### Task directions
Some lines in the material below hold the word "CoverFront". Copy all of them.

### Dataset
'''
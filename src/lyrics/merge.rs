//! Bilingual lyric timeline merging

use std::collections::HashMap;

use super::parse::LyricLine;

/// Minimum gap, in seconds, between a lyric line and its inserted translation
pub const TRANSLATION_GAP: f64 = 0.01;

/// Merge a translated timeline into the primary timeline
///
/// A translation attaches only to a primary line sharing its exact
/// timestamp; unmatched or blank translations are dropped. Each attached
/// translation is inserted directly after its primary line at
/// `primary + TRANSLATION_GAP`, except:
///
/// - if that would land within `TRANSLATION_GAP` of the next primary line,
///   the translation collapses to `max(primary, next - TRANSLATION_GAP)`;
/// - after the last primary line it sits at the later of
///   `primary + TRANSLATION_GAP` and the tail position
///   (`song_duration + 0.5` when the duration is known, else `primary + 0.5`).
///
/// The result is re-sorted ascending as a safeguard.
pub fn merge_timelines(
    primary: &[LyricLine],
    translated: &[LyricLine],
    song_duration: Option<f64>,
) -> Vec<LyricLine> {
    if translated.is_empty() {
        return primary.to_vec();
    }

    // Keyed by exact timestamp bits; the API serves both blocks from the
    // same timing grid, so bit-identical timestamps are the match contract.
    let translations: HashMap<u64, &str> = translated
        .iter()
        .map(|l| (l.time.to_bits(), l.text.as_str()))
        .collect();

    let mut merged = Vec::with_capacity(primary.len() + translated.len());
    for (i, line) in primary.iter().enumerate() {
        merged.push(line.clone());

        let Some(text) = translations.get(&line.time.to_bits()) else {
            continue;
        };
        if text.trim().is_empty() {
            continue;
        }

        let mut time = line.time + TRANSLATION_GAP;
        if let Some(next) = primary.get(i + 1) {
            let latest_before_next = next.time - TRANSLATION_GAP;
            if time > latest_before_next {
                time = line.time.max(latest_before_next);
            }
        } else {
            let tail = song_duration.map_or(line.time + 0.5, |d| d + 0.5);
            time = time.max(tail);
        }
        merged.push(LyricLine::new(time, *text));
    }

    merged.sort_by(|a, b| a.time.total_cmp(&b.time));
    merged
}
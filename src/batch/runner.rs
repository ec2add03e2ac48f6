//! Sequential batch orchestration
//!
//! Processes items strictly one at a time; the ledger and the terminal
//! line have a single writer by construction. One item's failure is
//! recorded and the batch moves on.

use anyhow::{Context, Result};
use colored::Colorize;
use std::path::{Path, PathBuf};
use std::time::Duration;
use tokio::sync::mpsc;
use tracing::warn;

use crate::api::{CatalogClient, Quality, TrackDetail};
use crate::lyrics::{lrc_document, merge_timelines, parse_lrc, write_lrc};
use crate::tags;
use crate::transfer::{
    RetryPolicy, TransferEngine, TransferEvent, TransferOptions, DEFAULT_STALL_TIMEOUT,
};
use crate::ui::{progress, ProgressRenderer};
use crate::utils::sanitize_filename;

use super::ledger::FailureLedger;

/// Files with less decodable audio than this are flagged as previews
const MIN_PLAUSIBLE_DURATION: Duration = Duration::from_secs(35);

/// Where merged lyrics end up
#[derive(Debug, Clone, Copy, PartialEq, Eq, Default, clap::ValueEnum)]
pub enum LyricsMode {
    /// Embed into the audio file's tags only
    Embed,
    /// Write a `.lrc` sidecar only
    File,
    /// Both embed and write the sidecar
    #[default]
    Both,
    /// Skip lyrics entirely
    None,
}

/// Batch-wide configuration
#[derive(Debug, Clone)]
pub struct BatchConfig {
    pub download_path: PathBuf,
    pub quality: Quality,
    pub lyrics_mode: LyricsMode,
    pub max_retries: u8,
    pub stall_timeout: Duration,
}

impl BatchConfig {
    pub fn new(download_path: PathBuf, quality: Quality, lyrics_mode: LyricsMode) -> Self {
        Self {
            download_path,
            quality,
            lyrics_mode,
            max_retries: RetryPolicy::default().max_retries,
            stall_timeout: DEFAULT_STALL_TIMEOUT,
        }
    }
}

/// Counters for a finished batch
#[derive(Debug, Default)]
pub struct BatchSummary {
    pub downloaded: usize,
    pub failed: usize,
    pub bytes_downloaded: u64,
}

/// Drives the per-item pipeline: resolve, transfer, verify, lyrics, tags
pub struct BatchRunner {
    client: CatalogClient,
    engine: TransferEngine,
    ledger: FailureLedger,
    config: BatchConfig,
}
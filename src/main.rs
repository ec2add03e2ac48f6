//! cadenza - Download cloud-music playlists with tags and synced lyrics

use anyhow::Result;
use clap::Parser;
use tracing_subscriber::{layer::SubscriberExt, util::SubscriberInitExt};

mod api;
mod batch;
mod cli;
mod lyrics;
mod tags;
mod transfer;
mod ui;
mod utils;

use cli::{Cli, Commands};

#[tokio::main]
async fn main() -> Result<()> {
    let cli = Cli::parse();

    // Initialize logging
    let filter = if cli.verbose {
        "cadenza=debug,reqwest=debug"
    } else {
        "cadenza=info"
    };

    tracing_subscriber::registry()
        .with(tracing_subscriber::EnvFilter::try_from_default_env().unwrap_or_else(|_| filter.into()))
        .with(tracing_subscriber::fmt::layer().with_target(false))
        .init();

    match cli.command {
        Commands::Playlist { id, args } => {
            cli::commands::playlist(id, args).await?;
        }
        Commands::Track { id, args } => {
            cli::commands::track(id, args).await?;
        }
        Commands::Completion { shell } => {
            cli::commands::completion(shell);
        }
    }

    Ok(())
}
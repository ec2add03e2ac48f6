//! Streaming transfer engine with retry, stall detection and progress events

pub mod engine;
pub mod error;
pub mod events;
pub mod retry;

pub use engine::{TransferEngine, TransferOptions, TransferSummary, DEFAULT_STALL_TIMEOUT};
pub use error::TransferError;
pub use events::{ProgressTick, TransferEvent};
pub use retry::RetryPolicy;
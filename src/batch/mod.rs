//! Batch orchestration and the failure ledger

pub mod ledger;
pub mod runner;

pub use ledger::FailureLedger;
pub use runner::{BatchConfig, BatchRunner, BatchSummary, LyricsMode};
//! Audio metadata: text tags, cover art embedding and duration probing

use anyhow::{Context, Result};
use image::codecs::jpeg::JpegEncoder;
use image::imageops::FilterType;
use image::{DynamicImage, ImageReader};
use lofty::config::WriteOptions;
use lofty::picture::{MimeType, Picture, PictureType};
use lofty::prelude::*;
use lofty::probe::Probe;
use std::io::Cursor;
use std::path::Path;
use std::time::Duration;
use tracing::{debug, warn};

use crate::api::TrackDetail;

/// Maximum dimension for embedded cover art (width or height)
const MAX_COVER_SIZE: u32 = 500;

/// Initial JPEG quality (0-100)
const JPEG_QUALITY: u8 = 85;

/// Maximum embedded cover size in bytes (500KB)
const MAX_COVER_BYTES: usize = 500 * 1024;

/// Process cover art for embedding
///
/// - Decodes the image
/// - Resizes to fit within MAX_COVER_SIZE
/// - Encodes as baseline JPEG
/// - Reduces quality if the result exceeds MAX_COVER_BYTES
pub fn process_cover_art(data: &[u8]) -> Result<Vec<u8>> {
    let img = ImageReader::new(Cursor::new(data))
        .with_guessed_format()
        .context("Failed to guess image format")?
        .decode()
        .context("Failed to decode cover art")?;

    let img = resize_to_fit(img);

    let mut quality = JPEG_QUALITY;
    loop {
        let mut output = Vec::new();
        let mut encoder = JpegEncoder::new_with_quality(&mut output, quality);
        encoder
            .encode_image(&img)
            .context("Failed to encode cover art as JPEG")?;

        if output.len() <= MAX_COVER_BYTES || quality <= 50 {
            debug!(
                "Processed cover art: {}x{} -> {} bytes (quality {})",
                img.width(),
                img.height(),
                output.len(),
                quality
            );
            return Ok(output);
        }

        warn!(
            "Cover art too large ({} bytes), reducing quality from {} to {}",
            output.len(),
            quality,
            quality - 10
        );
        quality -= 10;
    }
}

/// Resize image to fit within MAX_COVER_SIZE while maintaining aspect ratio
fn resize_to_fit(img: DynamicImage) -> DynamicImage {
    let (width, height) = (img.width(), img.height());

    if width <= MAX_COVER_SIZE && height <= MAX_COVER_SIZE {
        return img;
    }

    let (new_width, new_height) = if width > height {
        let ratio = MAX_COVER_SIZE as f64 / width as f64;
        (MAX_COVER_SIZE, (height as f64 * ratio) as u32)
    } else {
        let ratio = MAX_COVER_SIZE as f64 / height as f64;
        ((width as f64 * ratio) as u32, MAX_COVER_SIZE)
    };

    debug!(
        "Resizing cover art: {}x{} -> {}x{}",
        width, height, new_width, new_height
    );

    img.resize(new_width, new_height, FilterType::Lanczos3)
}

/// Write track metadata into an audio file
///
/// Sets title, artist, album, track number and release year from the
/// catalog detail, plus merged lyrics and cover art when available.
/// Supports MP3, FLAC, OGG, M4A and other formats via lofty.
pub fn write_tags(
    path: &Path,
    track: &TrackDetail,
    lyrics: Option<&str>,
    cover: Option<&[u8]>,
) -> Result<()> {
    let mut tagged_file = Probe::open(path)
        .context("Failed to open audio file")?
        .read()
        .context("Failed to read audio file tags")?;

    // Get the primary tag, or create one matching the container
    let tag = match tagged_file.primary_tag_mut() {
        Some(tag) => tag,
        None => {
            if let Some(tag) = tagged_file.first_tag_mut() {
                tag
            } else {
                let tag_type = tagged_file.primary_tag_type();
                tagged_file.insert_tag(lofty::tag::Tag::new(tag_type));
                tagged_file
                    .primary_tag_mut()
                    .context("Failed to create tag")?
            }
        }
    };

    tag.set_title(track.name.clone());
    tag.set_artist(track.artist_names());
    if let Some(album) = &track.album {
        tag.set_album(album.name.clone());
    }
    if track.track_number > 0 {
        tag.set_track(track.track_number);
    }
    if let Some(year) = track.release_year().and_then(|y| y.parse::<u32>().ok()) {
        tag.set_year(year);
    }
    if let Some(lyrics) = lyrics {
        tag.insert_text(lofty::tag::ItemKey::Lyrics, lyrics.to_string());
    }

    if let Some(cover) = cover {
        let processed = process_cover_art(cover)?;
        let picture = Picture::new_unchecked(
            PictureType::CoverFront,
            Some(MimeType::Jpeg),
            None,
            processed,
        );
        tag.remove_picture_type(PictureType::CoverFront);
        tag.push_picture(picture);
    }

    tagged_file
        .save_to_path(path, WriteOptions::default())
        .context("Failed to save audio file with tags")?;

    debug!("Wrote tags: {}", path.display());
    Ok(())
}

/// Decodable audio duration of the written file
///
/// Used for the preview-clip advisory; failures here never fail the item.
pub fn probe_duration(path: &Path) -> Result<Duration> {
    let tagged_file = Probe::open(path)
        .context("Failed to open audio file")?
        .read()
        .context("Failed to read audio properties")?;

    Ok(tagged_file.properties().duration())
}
'''
'''
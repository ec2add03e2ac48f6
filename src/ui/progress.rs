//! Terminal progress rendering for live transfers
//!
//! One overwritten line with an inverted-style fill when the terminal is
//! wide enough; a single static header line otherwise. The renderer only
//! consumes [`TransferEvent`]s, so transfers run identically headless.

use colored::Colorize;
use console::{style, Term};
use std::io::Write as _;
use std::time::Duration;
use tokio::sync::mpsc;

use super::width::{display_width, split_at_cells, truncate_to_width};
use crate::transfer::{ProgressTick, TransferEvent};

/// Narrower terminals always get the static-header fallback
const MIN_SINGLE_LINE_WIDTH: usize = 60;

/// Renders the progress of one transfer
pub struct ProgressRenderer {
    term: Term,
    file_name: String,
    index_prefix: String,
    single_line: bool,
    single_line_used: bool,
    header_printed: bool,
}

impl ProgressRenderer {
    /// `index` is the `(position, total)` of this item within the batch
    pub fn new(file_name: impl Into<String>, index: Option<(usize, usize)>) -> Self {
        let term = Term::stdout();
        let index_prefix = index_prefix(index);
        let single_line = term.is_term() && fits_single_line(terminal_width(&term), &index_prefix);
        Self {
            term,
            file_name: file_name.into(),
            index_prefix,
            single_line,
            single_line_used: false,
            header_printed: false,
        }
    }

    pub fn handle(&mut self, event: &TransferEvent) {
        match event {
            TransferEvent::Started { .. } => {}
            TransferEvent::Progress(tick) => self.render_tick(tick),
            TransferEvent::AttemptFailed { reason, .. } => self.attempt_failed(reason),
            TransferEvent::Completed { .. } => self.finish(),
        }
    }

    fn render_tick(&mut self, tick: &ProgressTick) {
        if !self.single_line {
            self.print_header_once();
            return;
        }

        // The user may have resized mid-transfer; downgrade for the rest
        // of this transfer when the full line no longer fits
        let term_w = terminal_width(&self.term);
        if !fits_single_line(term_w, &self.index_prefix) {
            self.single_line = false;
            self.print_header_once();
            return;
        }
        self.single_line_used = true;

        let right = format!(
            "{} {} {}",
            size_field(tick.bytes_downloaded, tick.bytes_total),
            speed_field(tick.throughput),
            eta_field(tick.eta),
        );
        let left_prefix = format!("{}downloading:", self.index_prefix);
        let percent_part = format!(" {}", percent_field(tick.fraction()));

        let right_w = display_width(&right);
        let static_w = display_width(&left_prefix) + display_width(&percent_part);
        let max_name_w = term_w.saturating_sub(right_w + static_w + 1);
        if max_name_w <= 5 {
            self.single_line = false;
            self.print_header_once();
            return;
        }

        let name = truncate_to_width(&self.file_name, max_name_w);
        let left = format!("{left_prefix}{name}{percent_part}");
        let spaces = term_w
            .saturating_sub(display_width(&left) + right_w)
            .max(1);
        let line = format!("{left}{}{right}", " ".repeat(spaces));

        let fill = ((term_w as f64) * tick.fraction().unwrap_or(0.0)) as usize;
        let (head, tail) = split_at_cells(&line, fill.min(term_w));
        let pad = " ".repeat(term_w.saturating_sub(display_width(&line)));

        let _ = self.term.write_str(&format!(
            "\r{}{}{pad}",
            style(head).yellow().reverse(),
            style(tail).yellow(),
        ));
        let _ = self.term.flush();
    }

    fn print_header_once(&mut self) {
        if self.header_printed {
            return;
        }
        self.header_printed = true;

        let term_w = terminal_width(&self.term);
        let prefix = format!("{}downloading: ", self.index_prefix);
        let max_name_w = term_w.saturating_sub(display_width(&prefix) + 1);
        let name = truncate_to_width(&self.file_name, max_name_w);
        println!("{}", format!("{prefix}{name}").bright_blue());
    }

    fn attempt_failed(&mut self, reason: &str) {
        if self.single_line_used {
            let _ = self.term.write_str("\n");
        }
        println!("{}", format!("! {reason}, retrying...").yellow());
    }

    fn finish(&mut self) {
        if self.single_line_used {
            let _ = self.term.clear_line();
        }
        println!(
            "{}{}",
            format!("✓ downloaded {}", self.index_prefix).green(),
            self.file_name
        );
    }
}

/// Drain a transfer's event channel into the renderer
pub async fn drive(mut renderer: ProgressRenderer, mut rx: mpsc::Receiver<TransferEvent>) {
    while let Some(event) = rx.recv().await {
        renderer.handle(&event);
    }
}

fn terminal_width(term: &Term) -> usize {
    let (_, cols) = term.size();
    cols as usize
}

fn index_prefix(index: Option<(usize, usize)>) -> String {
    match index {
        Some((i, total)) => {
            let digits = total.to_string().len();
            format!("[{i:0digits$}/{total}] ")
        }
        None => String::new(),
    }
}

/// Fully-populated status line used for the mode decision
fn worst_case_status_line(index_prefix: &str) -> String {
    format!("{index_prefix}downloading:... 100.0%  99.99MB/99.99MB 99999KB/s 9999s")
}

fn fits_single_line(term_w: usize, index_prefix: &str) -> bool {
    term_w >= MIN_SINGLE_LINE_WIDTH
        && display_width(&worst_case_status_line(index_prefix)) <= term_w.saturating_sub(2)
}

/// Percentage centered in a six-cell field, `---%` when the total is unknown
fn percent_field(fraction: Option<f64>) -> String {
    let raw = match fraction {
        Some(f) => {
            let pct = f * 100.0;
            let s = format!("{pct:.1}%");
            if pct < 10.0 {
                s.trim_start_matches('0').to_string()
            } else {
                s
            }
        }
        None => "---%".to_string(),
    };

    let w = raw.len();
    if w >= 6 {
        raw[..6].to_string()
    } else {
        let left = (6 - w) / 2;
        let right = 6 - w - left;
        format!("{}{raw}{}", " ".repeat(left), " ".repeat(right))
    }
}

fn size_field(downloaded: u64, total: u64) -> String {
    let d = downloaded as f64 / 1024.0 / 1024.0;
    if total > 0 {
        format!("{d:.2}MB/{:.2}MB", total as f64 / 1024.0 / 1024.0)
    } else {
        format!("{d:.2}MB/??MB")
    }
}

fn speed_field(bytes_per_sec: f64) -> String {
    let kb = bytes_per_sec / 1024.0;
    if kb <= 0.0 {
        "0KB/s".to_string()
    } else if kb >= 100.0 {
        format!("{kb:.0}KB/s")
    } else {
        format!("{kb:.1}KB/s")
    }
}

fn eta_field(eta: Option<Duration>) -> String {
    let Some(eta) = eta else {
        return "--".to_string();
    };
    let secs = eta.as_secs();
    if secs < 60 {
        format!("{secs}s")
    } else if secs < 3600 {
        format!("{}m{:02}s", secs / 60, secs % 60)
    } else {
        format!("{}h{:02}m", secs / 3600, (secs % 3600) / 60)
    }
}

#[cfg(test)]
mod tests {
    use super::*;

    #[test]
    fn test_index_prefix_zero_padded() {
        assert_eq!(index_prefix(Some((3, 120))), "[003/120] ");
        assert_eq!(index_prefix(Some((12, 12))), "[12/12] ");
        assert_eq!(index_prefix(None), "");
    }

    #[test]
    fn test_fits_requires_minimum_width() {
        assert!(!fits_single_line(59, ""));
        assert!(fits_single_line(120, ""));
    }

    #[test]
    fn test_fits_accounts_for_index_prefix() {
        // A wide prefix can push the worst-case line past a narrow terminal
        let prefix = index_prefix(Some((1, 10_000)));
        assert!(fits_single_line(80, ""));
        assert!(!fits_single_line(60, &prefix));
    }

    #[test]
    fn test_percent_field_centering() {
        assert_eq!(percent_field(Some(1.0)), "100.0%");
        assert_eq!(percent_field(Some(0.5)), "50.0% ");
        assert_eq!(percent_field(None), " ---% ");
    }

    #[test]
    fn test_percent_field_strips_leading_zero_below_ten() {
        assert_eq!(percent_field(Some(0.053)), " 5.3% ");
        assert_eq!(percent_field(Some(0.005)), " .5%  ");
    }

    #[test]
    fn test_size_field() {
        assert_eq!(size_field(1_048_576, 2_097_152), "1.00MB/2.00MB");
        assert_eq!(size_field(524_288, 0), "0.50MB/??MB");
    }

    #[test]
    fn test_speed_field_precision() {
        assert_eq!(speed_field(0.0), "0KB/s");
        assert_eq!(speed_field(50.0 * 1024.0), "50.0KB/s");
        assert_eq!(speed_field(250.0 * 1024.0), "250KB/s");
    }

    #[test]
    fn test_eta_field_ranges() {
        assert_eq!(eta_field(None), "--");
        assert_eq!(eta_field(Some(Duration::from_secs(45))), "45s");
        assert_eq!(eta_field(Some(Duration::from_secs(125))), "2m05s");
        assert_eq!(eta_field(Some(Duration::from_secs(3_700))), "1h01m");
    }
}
'''
### Result below
            PictureType::CoverFront,
        tag.remove_picture_type(PictureType::CoverFront);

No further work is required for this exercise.